//! Database connection pooling module
//!
//! The pool in [`pool`] is generic over `bb8::ManageConnection`;
//! [`SqliteConnectionManager`] plugs SQLite sessions into it.

pub mod connection_manager;
pub mod pool;
pub mod schema;

pub use connection_manager::{ConnectionManagerError, SqliteConnectionManager};
pub use pool::{ConnectionPool, ConnectionPoolBuilder, PoolError, PoolStats, PooledConnection};

/// The pool the service runs on
pub type DbPool = ConnectionPool<SqliteConnectionManager>;

/// A connection lent from [`DbPool`]
pub type DbConnection = PooledConnection<SqliteConnectionManager>;

use crate::config::{DatabaseConfig, PoolConfig};
use crate::error::is_connection_error;
use crate::{BusinessError, Result};
use tracing::warn;

/// Close the operation started with [`PooledConnection::session`].
///
/// A failure that leaves the session unusable marks the connection broken
/// so it is discarded rather than lent again; statement errors on a healthy
/// session keep it.
pub fn settle<T>(
    conn: &mut DbConnection,
    result: std::result::Result<T, sqlx::Error>,
) -> Result<T> {
    match result {
        Ok(value) => {
            conn.settle(true);
            Ok(value)
        }
        Err(err) => {
            let healthy = !is_connection_error(&err);
            if !healthy {
                warn!("Database session failed, discarding connection: {}", err);
            }
            conn.settle(healthy);
            Err(err.into())
        }
    }
}

/// Build the service pool from configuration
pub async fn connect(database: &DatabaseConfig, pool: &PoolConfig) -> Result<DbPool> {
    let manager = SqliteConnectionManager::new(database)
        .map_err(|e| BusinessError::Configuration(e.to_string()))?;

    Ok(ConnectionPoolBuilder::new(manager)
        .pool_config(pool.clone())
        .build()
        .await?)
}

TASK TO CARRY OUT → Please tally every line of the material above that has the string "settle", and write only the total.

ANSWER → 3